TAKE A STAND!
Rally for Farmworker Justice
TODAY (Monday, Oct. 10), make plans to join Ruby Ridge dairy workers and their supporters at a 2 p.m. Rally for Farmworker Justice outside Darigold’s Seattle headquarters, 1130 Rainier Ave. South.
Imagine working 10-, 12-, or even 14-hour days. It is strenuous — and dangerous — work, but you are not paid overtime. In fact, you don’t even get breaks. Nor are you allowed to stop for meals. If you do so, the boss will threaten to fire you.
If that sounds like a sweatshop that couldn’t exist in America, think again. It was the situation that farmworkers at Ruby Ridge Dairy in Pasco said they were enduring when they went to the United Farm Workers union for help back in 2009. These types of abuses can happen on farms because the workers are not covered under the National Labor Relations Act, so they don’t have fundamental rights that most of us take for granted.
According to the union, several Ruby Ridge workers were subsequently fired for reporting unsafe and unfair work practices, and for circulating pro-union pledge cards. About 14 current and former employees sued the owners, Dick and Ruby Bengen, in Franklin County Superior Court in August 2009 and that case has yet to be resolved. Meanwhile, the Bengens countersued last February seeking attorney fees and damages from the union and the affected workers.
Supporters of the Ruby Ridge workers want to take their case for fairness and justice to the Seattle headquarters of Darigold, the fourth largest dairy cooperative in the United States. Darigold has tremendous influence over Ruby Ridge because it is one of their member dairies and it processes and markets Ruby Ridge’s milk. The Ruby Ridge supporters — including workers and national religious leaders from across the country — sought to have a conversation with Darigold on Aug. 27 to discuss the abuses happening at Ruby Ridge, but Darigold shut the door on them.
TAKE A STAND! On Monday, Oct. 10, make plans to join Ruby Ridge workers and their supporters who will again take their case to Darigold, at a 2 p.m. Rally for Farmworker Justice outside Darigold’s Seattle headquarters, 1130 Rainier Ave. South. For more information, see the rally flier or contact UFW’s Jorge Valenzuela at 760-673-9901.

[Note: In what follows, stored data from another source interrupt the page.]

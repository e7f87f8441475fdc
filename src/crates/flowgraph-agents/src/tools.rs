//! Capabilities and their dispatch.
//!
//! Tool dispatch is a closed tagged union: every capability the assistant
//! can invoke is a [`ToolRequest`] variant, parsed from the model's tool
//! call and dispatched through one `match`. Unknown tool names and
//! capability failures become textual results fed back to the model, never
//! control-flow exceptions.

use serde_json::{json, Value};
use std::collections::HashMap;
use std::sync::Arc;
use std::sync::Mutex;
use std::time::Duration;
use tracing::debug;

use flowgraph_core::{ToolCall, ToolDefinition};
use flowgraph_rag::RagEngine;

use crate::cache::TtlCache;

const WEATHER_TTL: Duration = Duration::from_secs(10 * 60);
const DEFINITION_TTL: Duration = Duration::from_secs(60 * 60);

/// A parsed capability request.
#[derive(Debug, Clone, PartialEq, Eq)]
pub enum ToolRequest {
    Weather { city: String },
    Define { word: String },
    WebSearch { query: String },
    RetrieveDocs { query: String },
}

impl ToolRequest {
    /// Parse a model tool call into a capability request. Unknown names or
    /// missing arguments yield `None`; the caller turns that into a textual
    /// error result.
    pub fn from_call(call: &ToolCall) -> Option<Self> {
        let arg = |key: &str| {
            call.arguments
                .get(key)
                .and_then(Value::as_str)
                .map(str::to_string)
        };
        match call.name.as_str() {
            "get_weather" => Some(ToolRequest::Weather { city: arg("city")? }),
            "define_word" => Some(ToolRequest::Define { word: arg("word")? }),
            "web_search" => Some(ToolRequest::WebSearch { query: arg("query")? }),
            "retrieve_docs" => Some(ToolRequest::RetrieveDocs { query: arg("query")? }),
            _ => None,
        }
    }

    /// Tool definitions offered to the model.
    pub fn definitions() -> Vec<ToolDefinition> {
        vec![
            ToolDefinition {
                name: "get_weather".into(),
                description: "Current weather conditions for a city".into(),
                parameters: json!({
                    "type": "object",
                    "properties": {"city": {"type": "string"}},
                    "required": ["city"],
                }),
            },
            ToolDefinition {
                name: "define_word".into(),
                description: "Dictionary definition of an English word".into(),
                parameters: json!({
                    "type": "object",
                    "properties": {"word": {"type": "string"}},
                    "required": ["word"],
                }),
            },
            ToolDefinition {
                name: "web_search".into(),
                description: "Search the web for a short factual answer".into(),
                parameters: json!({
                    "type": "object",
                    "properties": {"query": {"type": "string"}},
                    "required": ["query"],
                }),
            },
            ToolDefinition {
                name: "retrieve_docs".into(),
                description: "Retrieve passages from the indexed document collection".into(),
                parameters: json!({
                    "type": "object",
                    "properties": {"query": {"type": "string"}},
                    "required": ["query"],
                }),
            },
        ]
    }
}

/// Weather lookup over a fixed condition table, TTL-cached per city.
pub struct WeatherLookup {
    conditions: HashMap<String, String>,
    cache: Mutex<TtlCache<String>>,
}

impl Default for WeatherLookup {
    fn default() -> Self {
        let conditions = [
            ("london", "Cloudy, 15°C"),
            ("paris", "Sunny, 22°C"),
            ("tokyo", "Rainy, 18°C"),
            ("new york", "Partly cloudy, 20°C"),
            ("oslo", "Snow, -2°C"),
            ("sydney", "Sunny, 26°C"),
        ]
        .into_iter()
        .map(|(city, conditions)| (city.to_string(), conditions.to_string()))
        .collect();
        Self {
            conditions,
            cache: Mutex::new(TtlCache::new(WEATHER_TTL)),
        }
    }
}

impl WeatherLookup {
    pub fn lookup(&self, city: &str) -> String {
        let key = city.trim().to_lowercase();
        let mut cache = self.cache.lock().unwrap_or_else(|e| e.into_inner());
        if let Some(cached) = cache.get(&key) {
            debug!(city = %key, "weather cache hit");
            return cached.clone();
        }
        let report = match self.conditions.get(&key) {
            Some(conditions) => format!("Weather in {key}: {conditions}"),
            None => format!("No weather data available for '{key}'"),
        };
        cache.insert(key, report.clone());
        report
    }
}

/// Dictionary lookup over a fixed definition table, TTL-cached per word.
pub struct Dictionary {
    definitions: HashMap<String, String>,
    cache: Mutex<TtlCache<String>>,
}

impl Default for Dictionary {
    fn default() -> Self {
        let definitions = [
            ("serendipity", "the occurrence of events by chance in a happy or beneficial way"),
            ("ephemeral", "lasting for a very short time"),
            ("ubiquitous", "present, appearing, or found everywhere"),
            ("resilient", "able to withstand or recover quickly from difficult conditions"),
            ("pragmatic", "dealing with things sensibly and realistically"),
        ]
        .into_iter()
        .map(|(word, definition)| (word.to_string(), definition.to_string()))
        .collect();
        Self {
            definitions,
            cache: Mutex::new(TtlCache::new(DEFINITION_TTL)),
        }
    }
}

impl Dictionary {
    pub fn define(&self, word: &str) -> String {
        let key = word.trim().to_lowercase();
        let mut cache = self.cache.lock().unwrap_or_else(|e| e.into_inner());
        if let Some(cached) = cache.get(&key) {
            return cached.clone();
        }
        let entry = match self.definitions.get(&key) {
            Some(definition) => format!("{key}: {definition}"),
            None => format!("No definition found for '{word}'"),
        };
        cache.insert(key, entry.clone());
        entry
    }
}

/// Web search via the DuckDuckGo Instant Answer API. Failures come back as
/// result text.
pub struct WebSearch {
    client: reqwest::Client,
}

impl Default for WebSearch {
    fn default() -> Self {
        Self {
            client: reqwest::Client::new(),
        }
    }
}

impl WebSearch {
    pub async fn search(&self, query: &str) -> String {
        let request = self
            .client
            .get("https://api.duckduckgo.com/")
            .query(&[("q", query), ("format", "json"), ("no_html", "1")]);

        let body: Value = match request.send().await {
            Ok(response) => match response.json().await {
                Ok(body) => body,
                Err(e) => return format!("Search failed: {e}"),
            },
            Err(e) => return format!("Search failed: {e}"),
        };

        if let Some(abstract_text) = body.get("AbstractText").and_then(Value::as_str) {
            if !abstract_text.is_empty() {
                return abstract_text.to_string();
            }
        }
        if let Some(topic) = body
            .get("RelatedTopics")
            .and_then(Value::as_array)
            .and_then(|topics| topics.first())
            .and_then(|t| t.get("Text"))
            .and_then(Value::as_str)
        {
            return topic.to_string();
        }
        format!("No search results found for '{query}'")
    }
}

/// Document retrieval over the RAG store.
pub struct DocRetrieval {
    engine: Arc<RagEngine>,
    top_k: usize,
}

impl DocRetrieval {
    pub fn new(engine: Arc<RagEngine>) -> Self {
        Self { engine, top_k: 3 }
    }

    pub async fn retrieve(&self, query: &str) -> String {
        match self.engine.search(query, self.top_k).await {
            Ok(hits) if hits.is_empty() => format!("No documents matched '{query}'"),
            Ok(hits) => hits
                .iter()
                .enumerate()
                .map(|(i, hit)| format!("[{}] {}", i + 1, hit.text))
                .collect::<Vec<_>>()
                .join("\n"),
            Err(e) => format!("Document retrieval failed: {e}"),
        }
    }
}

/// The assistant's capability set, dispatched through one match.
pub struct ToolKit {
    weather: WeatherLookup,
    dictionary: Dictionary,
    search: WebSearch,
    retrieval: Option<DocRetrieval>,
}

impl Default for ToolKit {
    fn default() -> Self {
        Self {
            weather: WeatherLookup::default(),
            dictionary: Dictionary::default(),
            search: WebSearch::default(),
            retrieval: None,
        }
    }
}

impl ToolKit {
    pub fn new() -> Self {
        Self::default()
    }

    /// Enable the document-retrieval capability.
    pub fn with_retrieval(mut self, engine: Arc<RagEngine>) -> Self {
        self.retrieval = Some(DocRetrieval::new(engine));
        self
    }

    /// Execute one capability request, returning its textual result.
    pub async fn dispatch(&self, request: ToolRequest) -> String {
        match request {
            ToolRequest::Weather { city } => self.weather.lookup(&city),
            ToolRequest::Define { word } => self.dictionary.define(&word),
            ToolRequest::WebSearch { query } => self.search.search(&query).await,
            ToolRequest::RetrieveDocs { query } => match &self.retrieval {
                Some(retrieval) => retrieval.retrieve(&query).await,
                None => "Document retrieval is not configured".to_string(),
            },
        }
    }

    /// Execute a raw model tool call. Unparseable calls get a textual error
    /// result instead of aborting the turn.
    pub async fn execute_call(&self, call: &ToolCall) -> String {
        match ToolRequest::from_call(call) {
            Some(request) => self.dispatch(request).await,
            None => format!("Unknown tool or malformed arguments: '{}'", call.name),
        }
    }
}

#[cfg(test)]
mod tests {
    use super::*;

    fn call(name: &str, arguments: Value) -> ToolCall {
        ToolCall {
            id: "call_1".into(),
            name: name.into(),
            arguments,
        }
    }

    #[test]
    fn known_calls_parse_into_variants() {
        let parsed = ToolRequest::from_call(&call("get_weather", json!({"city": "Oslo"})));
        assert_eq!(parsed, Some(ToolRequest::Weather { city: "Oslo".into() }));

        let parsed = ToolRequest::from_call(&call("define_word", json!({"word": "ephemeral"})));
        assert_eq!(parsed, Some(ToolRequest::Define { word: "ephemeral".into() }));
    }

    #[test]
    fn unknown_name_or_missing_arg_is_none() {
        assert_eq!(ToolRequest::from_call(&call("launch_rocket", json!({}))), None);
        assert_eq!(ToolRequest::from_call(&call("get_weather", json!({}))), None);
    }

    #[test]
    fn weather_lookup_normalizes_city() {
        let weather = WeatherLookup::default();
        let report = weather.lookup("  OSLO ");
        assert!(report.contains("Snow"));
        // Served from cache under the normalized key.
        assert_eq!(weather.lookup("oslo"), report);
    }

    #[test]
    fn unknown_city_gets_textual_fallback() {
        let weather = WeatherLookup::default();
        assert!(weather.lookup("Atlantis").contains("No weather data"));
    }

    #[test]
    fn dictionary_defines_known_words() {
        let dictionary = Dictionary::default();
        assert!(dictionary.define("Ephemeral").contains("short time"));
        assert!(dictionary.define("xyzzy").contains("No definition"));
    }

    #[tokio::test]
    async fn unknown_tool_call_becomes_error_text() {
        let toolkit = ToolKit::new();
        let result = toolkit.execute_call(&call("launch_rocket", json!({}))).await;
        assert!(result.contains("Unknown tool"));
    }

    #[tokio::test]
    async fn retrieval_unconfigured_is_reported() {
        let toolkit = ToolKit::new();
        let result = toolkit
            .dispatch(ToolRequest::RetrieveDocs { query: "anything".into() })
            .await;
        assert!(result.contains("not configured"));
    }
}
//! Embedding-similarity query cache.
//!
//! Stores (query, embedding, result) triples; a lookup hits when some stored
//! embedding's cosine similarity to the probe meets the threshold. The
//! default threshold (0.92) is configuration carried over from operational
//! tuning, not a derived value.

use crate::store::cosine_similarity;

/// Default similarity threshold for a cache hit.
pub const DEFAULT_SIMILARITY_THRESHOLD: f32 = 0.92;

#[derive(Debug, Clone)]
struct CachedAnswer {
    query: String,
    embedding: Vec<f32>,
    result: String,
}

/// Cache of answered queries matched by embedding similarity.
#[derive(Debug)]
pub struct SemanticCache {
    threshold: f32,
    entries: Vec<CachedAnswer>,
}

impl Default for SemanticCache {
    fn default() -> Self {
        Self::new(DEFAULT_SIMILARITY_THRESHOLD)
    }
}

impl SemanticCache {
    pub fn new(threshold: f32) -> Self {
        Self {
            threshold,
            entries: Vec::new(),
        }
    }

    /// Best match at or above the threshold, if any. Returns the cached
    /// result and the original query it was computed for.
    pub fn lookup(&self, embedding: &[f32]) -> Option<(&str, &str)> {
        let mut best: Option<(&CachedAnswer, f32)> = None;
        for entry in &self.entries {
            let score = cosine_similarity(embedding, &entry.embedding);
            if score >= self.threshold {
                match best {
                    Some((_, best_score)) if best_score >= score => {}
                    _ => best = Some((entry, score)),
                }
            }
        }
        best.map(|(entry, _)| (entry.result.as_str(), entry.query.as_str()))
    }

    /// Record an answered query.
    pub fn insert(&mut self, query: impl Into<String>, embedding: Vec<f32>, result: impl Into<String>) {
        self.entries.push(CachedAnswer {
            query: query.into(),
            embedding,
            result: result.into(),
        });
    }

    pub fn len(&self) -> usize {
        self.entries.len()
    }

    pub fn is_empty(&self) -> bool {
        self.entries.is_empty()
    }
}
//! Refine-loop demo: generate, critique, refine until approved or capped.
//!
//! Requires `OPENAI_API_KEY`. Runs two canned tasks, then reads tasks from
//! stdin until "exit" or "quit".

use std::io::{BufRead, Write};
use std::sync::Arc;

use flowgraph_agents::{run_reflection, ReflectionConfig};
use flowgraph_llm::{OpenAiClient, RateLimiter};

#[tokio::main]
async fn main() -> anyhow::Result<()> {
    dotenv::dotenv().ok();
    tracing_subscriber::fmt()
        .with_env_filter(
            tracing_subscriber::EnvFilter::try_from_default_env()
                .unwrap_or_else(|_| "info".into()),
        )
        .init();

    let model = Arc::new(
        OpenAiClient::from_env("gpt-4o-mini")?
            .with_rate_limiter(Arc::new(RateLimiter::per_minute(30))),
    );
    let graph = ReflectionConfig::new(model.clone(), model)
        .with_max_iterations(3)
        .build()?;

    for task in [
        "Explain Rust ownership in simple terms",
        "Write a short paragraph on why tests matter",
    ] {
        println!("\n=== Task: {task}");
        let output = run_reflection(&graph, task).await?;
        println!("{output}");
    }

    println!("\nEnter a task (exit/quit to stop):");
    let stdin = std::io::stdin();
    loop {
        print!("> ");
        std::io::stdout().flush()?;
        let mut line = String::new();
        if stdin.lock().read_line(&mut line)? == 0 {
            break;
        }
        let task = line.trim();
        if task.is_empty() {
            continue;
        }
        if matches!(task, "exit" | "quit") {
            break;
        }
        match run_reflection(&graph, task).await {
            Ok(output) => println!("{output}"),
            Err(e) => eprintln!("error: {e}"),
        }
    }
    Ok(())
}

Dairy work is difficult — and dangerous. (Read “The Dark Side of Dairies” from High Country News for an excellent description of the work.) There is no reason why dairy workers, like those at Ruby Ridge, don’t deserve the same dignity and fairness that all other workers enjoy.
Instead, they have reported being called “stupid Mexicans” and described how owner Dick Bengen was driving around the property with a gun telling the workers that the gun was for the union people.
But to date, Darigold has turned a blind eye to the plight of Ruby Ridge workers and refused to meet with them or their representatives and supporters. Meanwhile, Darigold touts its “commitment to corporate social responsibility.” (That Darigold report makes much of the company’s commitment to “assuring and improving animal well-being,” but nothing we could find about assuring that farm workers’ well-being.)
Show your support for Ruby Ridge workers and for basic human rights — and send a message to Darigold that it must insist on decent working conditions among its member dairies — by attending the Monday, Oct. 10 rally.